Opioids after low-pain surgery: study indicates higher risk of dependency

Posted: Published on March 12th, 2012

This post was added by Dr P. Richardson

TORONTO - The prescribing of painkillers to seniors for relatively low-pain surgeries may lead to some becoming dependent on opioids such as codeine or oxycodone, a new study suggests.

The study, published Monday in the Archives of Internal Medicine, found that 7.1 per cent of patients were prescribed an opioid within seven days of these low-pain surgeries, and more than 10 per cent of them were using these potent pain medications a year later.

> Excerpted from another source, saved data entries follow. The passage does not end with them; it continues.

//! Single command execution layer.
//!
//! Runs one external command per call, blocks until it finishes, and
//! captures the real exit code and both output streams without
//! interpretation. A non-zero exit code is data for the classifier, not an
//! error; `InvokeError` covers only commands that never ran to completion.
//! No retries happen at this layer.

use serde::{Deserialize, Serialize};
use std::io::Read;
use std::os::unix::process::CommandExt;
use std::process::{Command, Stdio};
use std::thread::JoinHandle;
use std::time::{Duration, Instant};
use thiserror::Error;

/// Poll interval while waiting on a child with a timeout budget.
const WAIT_POLL: Duration = Duration::from_millis(25);

/// Raw result of one finished invocation.
#[derive(Debug, Clone, PartialEq, Eq, Serialize, Deserialize)]
pub struct ProcessResult {
    /// Program followed by its arguments, as executed.
    pub command: Vec<String>,
    /// Real exit code; -1 when the process died to a signal.
    pub exit_code: i32,
    /// Complete stdout, lossily decoded.
    pub stdout: String,
    /// Complete stderr, lossily decoded.
    pub stderr: String,
    /// Wall-clock duration of the call.
    pub duration_ms: u64,
}

impl ProcessResult {
    /// `program arg arg` form for log lines.
    pub fn command_line(&self) -> String {
        self.command.join(" ")
    }
}

/// Hard invocation failures: the command never ran to completion.
#[derive(Debug, Error)]
pub enum InvokeError {
    /// The executable could not be located or started.
    #[error("failed to start {program}: {source}")]
    Spawn {
        program: String,
        #[source]
        source: std::io::Error,
    },
    /// The timeout budget expired; the child's process group was killed
    /// and the child reaped.
    #[error("{program} did not finish within {budget:?} and was killed")]
    TimedOut { program: String, budget: Duration },
    /// Waiting on the child failed after it started.
    #[error("i/o error while running {program}: {source}")]
    Io {
        program: String,
        #[source]
        source: std::io::Error,
    },
}

/// Seam for command execution, so orchestration layers can run against
/// scripted results in tests.
pub trait CommandRunner {
    fn run(
        &self,
        program: &str,
        args: &[&str],
        timeout: Option<Duration>,
    ) -> Result<ProcessResult, InvokeError>;
}

/// Executes commands on the real system.
#[derive(Debug, Default, Clone, Copy)]
pub struct SystemRunner;

impl CommandRunner for SystemRunner {
    fn run(
        &self,
        program: &str,
        args: &[&str],
        timeout: Option<Duration>,
    ) -> Result<ProcessResult, InvokeError> {
        invoke(program, args, timeout)
    }
}

/// Run `program` with `args` and capture both streams in full.
///
/// With a timeout budget the child runs in its own process group and is
/// polled; on expiry the whole group is killed, so descendants of the
/// command do not outlive the call either. Without a budget the call
/// blocks until the child exits on its own.
pub fn invoke(
    program: &str,
    args: &[&str],
    timeout: Option<Duration>,
) -> Result<ProcessResult, InvokeError> {
    let start = Instant::now();
    let command: Vec<String> = std::iter::once(program.to_string())
        .chain(args.iter().map(|a| a.to_string()))
        .collect();

    match timeout {
        None => {
            let output = Command::new(program)
                .args(args)
                .stdin(Stdio::null())
                .output()
                .map_err(|source| InvokeError::Spawn {
                    program: program.to_string(),
                    source,
                })?;
            Ok(ProcessResult {
                command,
                exit_code: output.status.code().unwrap_or(-1),
                stdout: String::from_utf8_lossy(&output.stdout).into_owned(),
                stderr: String::from_utf8_lossy(&output.stderr).into_owned(),
                duration_ms: start.elapsed().as_millis() as u64,
            })
        }
        Some(budget) => invoke_with_budget(program, args, command, budget, start),
    }
}

fn invoke_with_budget(
    program: &str,
    args: &[&str],
    command: Vec<String>,
    budget: Duration,
    start: Instant,
) -> Result<ProcessResult, InvokeError> {
    let mut child = Command::new(program)
        .args(args)
        .stdin(Stdio::null())
        .stdout(Stdio::piped())
        .stderr(Stdio::piped())
        .process_group(0)
        .spawn()
        .map_err(|source| InvokeError::Spawn {
            program: program.to_string(),
            source,
        })?;

    // Drain both pipes on their own threads; a full pipe would otherwise
    // block the child and stall the wait loop below.
    let stdout_reader = spawn_drain(child.stdout.take());
    let stderr_reader = spawn_drain(child.stderr.take());

    let status = loop {
        match child.try_wait() {
            Ok(Some(status)) => break status,
            Ok(None) => {
                if start.elapsed() >= budget {
                    kill_group(&mut child);
                    // The drain threads are dropped, not joined: they exit
                    // on pipe EOF once the group is dead, and anything that
                    // escaped the group cannot stall this return.
                    return Err(InvokeError::TimedOut {
                        program: program.to_string(),
                        budget,
                    });
                }
                std::thread::sleep(WAIT_POLL);
            }
            Err(source) => {
                kill_group(&mut child);
                return Err(InvokeError::Io {
                    program: program.to_string(),
                    source,
                });
            }
        }
    };

    Ok(ProcessResult {
        command,
        exit_code: status.code().unwrap_or(-1),
        stdout: join_drain(stdout_reader),
        stderr: join_drain(stderr_reader),
        duration_ms: start.elapsed().as_millis() as u64,
    })
}

/// Kill the child's whole process group and wait the child out.
///
/// Descendants inherit the pipe write ends, so the group must die for the
/// drain threads to see EOF; killing only the child would leave a
/// backgrounded survivor holding the pipes open. Kill racing a normal exit
/// is fine; the wait reaps either way.
fn kill_group(child: &mut std::process::Child) {
    // process_group(0) at spawn makes the group id the child's pid.
    let pid = child.id() as i32;
    unsafe {
        libc::kill(-pid, libc::SIGKILL);
    }
    let _ = child.wait();
}

fn spawn_drain<R: Read + Send + 'static>(pipe: Option<R>) -> JoinHandle<Vec<u8>> {
    std::thread::spawn(move || {
        let mut buf = Vec::new();
        if let Some(mut pipe) = pipe {
            let _ = pipe.read_to_end(&mut buf);
        }
        buf
    })
}

fn join_drain(handle: JoinHandle<Vec<u8>>) -> String {
    let bytes = handle.join().unwrap_or_default();
    String::from_utf8_lossy(&bytes).into_owned()
}

#[cfg(test)]
mod tests {
    use super::*;

    #[test]
    fn test_invoke_captures_stdout() {
        let result = invoke("echo", &["hello"], None).unwrap();
        assert_eq!(result.exit_code, 0);
        assert_eq!(result.stdout.trim(), "hello");
        assert!(result.stderr.is_empty());
        assert_eq!(result.command_line(), "echo hello");
    }

    #[test]
    fn test_invoke_nonzero_exit_is_not_an_error() {
        let result = invoke("sh", &["-c", "exit 3"], None).unwrap();
        assert_eq!(result.exit_code, 3);
    }

    #[test]
    fn test_invoke_captures_stderr() {
        let result = invoke("sh", &["-c", "echo oops >&2; exit 1"], None).unwrap();
        assert_eq!(result.exit_code, 1);
        assert_eq!(result.stderr.trim(), "oops");
    }

    #[test]
    fn test_invoke_missing_program_is_spawn_error() {
        let err = invoke("jeeves-no-such-binary", &[], None).unwrap_err();
        assert!(matches!(err, InvokeError::Spawn { .. }));
    }

    #[test]
    fn test_invoke_within_budget_succeeds() {
        let result = invoke("echo", &["quick"], Some(Duration::from_secs(5))).unwrap();
        assert_eq!(result.exit_code, 0);
        assert_eq!(result.stdout.trim(), "quick");
    }

    #[test]
    fn test_invoke_kills_on_expired_budget() {
        let start = Instant::now();
        let err = invoke("sleep", &["5"], Some(Duration::from_millis(100))).unwrap_err();
        assert!(matches!(err, InvokeError::TimedOut { .. }));
        // The child must not have been waited on for its full runtime.
        assert!(start.elapsed() < Duration::from_secs(2));
    }

    #[test]
    fn test_expired_budget_kills_background_survivors() {
        let dir = tempfile::tempdir().unwrap();
        let marker = dir.path().join("survivor-ran");
        let script = format!("sleep 1 && touch {} & sleep 5", marker.display());

        let start = Instant::now();
        let err = invoke("sh", &["-c", &script], Some(Duration::from_millis(100))).unwrap_err();
        assert!(matches!(err, InvokeError::TimedOut { .. }));
        // The backgrounded job holds the pipe write ends open; the call
        // must still return on the budget, not after the job's runtime.
        assert!(start.elapsed() < Duration::from_secs(2));

        // The group kill took the backgrounded job down with the shell.
        std::thread::sleep(Duration::from_millis(1500));
        assert!(!marker.exists());
    }

    #[test]
    fn test_system_runner_delegates() {
        let runner = SystemRunner;
        let result = runner.run("echo", &["via-runner"], None).unwrap();
        assert_eq!(result.stdout.trim(), "via-runner");
    }
}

The research set out to explore why older adults would start taking a strong morphine-like drug and whether the medical system could possibly be contributing to chronic use.

"What we're trying to do is identify how some of the older people might start it, and the idea is that some of the people might start it by just having a casual interaction with the health-care system for a fairly self-limiting illness," said Dr. Chaim Bell, senior author of the paper.

"From a patient perspective, do you really need to take the most potent pain reliever, do you need to even take it or to fill it? That's a patient perspective. From a physician's perspective, or from a system perspective, we really need to do a better job of tailoring or focusing the surgery and the patient's pain requirements."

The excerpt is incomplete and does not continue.